» **YOUR TASK**:
Pull out from the material below all lines with "impl".
EXTRACTED INFORMATION START
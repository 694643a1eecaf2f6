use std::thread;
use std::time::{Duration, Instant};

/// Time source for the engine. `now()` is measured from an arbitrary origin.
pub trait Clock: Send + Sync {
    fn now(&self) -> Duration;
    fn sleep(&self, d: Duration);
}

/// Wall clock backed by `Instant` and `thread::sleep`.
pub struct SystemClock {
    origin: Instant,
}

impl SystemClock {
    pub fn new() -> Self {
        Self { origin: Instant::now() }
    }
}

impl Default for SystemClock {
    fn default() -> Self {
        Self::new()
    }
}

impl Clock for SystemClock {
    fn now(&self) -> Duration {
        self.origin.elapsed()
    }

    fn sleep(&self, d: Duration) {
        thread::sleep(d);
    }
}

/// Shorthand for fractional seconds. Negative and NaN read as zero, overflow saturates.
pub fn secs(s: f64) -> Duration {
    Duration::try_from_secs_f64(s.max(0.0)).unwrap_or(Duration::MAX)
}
EXTRACTED INFORMATION END
EXTRACTED INFORMATION START
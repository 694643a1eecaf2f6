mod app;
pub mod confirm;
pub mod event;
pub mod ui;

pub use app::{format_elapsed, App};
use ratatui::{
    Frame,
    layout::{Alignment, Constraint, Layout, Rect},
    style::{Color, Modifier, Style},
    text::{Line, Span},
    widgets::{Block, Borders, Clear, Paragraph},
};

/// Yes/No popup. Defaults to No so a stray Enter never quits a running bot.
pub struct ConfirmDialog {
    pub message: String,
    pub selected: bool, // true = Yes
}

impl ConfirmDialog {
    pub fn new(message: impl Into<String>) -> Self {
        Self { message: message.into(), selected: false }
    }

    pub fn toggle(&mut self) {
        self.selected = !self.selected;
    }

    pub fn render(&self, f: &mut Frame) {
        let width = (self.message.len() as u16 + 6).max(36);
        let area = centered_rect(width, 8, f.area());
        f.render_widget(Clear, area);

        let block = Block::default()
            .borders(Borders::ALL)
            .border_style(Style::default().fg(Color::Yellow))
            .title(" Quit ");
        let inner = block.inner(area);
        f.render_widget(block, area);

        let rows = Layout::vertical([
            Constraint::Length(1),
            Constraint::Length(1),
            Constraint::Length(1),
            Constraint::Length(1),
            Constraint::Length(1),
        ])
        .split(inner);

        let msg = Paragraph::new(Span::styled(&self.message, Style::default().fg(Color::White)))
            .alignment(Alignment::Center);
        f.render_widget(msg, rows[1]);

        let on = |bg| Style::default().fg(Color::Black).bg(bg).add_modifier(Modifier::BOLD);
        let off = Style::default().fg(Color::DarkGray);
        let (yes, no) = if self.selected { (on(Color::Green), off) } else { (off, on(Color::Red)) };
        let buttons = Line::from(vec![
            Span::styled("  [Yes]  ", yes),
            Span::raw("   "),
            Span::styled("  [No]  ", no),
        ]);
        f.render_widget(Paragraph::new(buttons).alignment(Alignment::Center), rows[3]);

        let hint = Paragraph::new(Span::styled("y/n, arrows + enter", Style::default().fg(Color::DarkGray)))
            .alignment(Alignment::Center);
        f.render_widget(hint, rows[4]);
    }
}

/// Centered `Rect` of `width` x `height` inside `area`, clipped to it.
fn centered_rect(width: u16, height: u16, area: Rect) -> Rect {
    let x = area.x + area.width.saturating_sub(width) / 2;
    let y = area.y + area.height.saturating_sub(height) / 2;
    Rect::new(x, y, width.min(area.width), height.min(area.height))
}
EXTRACTED INFORMATION END
» **SOLUTION TO THIS EXERCISE**:
impl SystemClock {
impl Default for SystemClock {
impl Clock for SystemClock {
impl ConfirmDialog {
    pub fn new(message: impl Into<String>) -> Self {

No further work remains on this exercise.